Collection entries:

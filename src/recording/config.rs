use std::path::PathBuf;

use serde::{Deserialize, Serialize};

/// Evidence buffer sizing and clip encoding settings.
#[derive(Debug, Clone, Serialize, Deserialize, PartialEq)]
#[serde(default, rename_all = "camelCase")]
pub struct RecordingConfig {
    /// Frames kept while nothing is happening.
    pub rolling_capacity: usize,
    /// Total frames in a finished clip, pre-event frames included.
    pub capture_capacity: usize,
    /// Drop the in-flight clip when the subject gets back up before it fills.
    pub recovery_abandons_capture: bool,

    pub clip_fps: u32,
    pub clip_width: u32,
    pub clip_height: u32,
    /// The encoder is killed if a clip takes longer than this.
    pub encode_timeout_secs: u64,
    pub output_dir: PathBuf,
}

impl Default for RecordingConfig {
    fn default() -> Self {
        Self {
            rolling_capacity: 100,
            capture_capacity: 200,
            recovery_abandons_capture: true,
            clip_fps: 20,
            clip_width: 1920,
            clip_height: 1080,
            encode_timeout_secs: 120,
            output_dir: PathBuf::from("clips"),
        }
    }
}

- _About this task_: Nothing should be omitted or altered. Retype the records exactly.

- _Exercise solution_:
filename src/recording/config.rs
use std::path::PathBuf;

use serde::{Deserialize, Serialize};

/// Evidence buffer sizing and clip encoding settings.
#[derive(Debug, Clone, Serialize, Deserialize, PartialEq)]
#[serde(default, rename_all = "camelCase")]
pub struct RecordingConfig {
    /// Frames kept while nothing is happening.
    pub rolling_capacity: usize,
    /// Total frames in a finished clip, pre-event frames included.
    pub capture_capacity: usize,
    /// Drop the in-flight clip when the subject gets back up before it fills.
    pub recovery_abandons_capture: bool,

    pub clip_fps: u32,
    pub clip_width: u32,
    pub clip_height: u32,
    /// The encoder is killed if a clip takes longer than this.
    pub encode_timeout_secs: u64,
    pub output_dir: PathBuf,
}

impl Default for RecordingConfig {
    fn default() -> Self {
        Self {
            rolling_capacity: 100,
            capture_capacity: 200,
            recovery_abandons_capture: true,
            clip_fps: 20,
            clip_width: 1920,
            clip_height: 1080,
            encode_timeout_secs: 120,
            output_dir: PathBuf::from("clips"),
        }
    }
}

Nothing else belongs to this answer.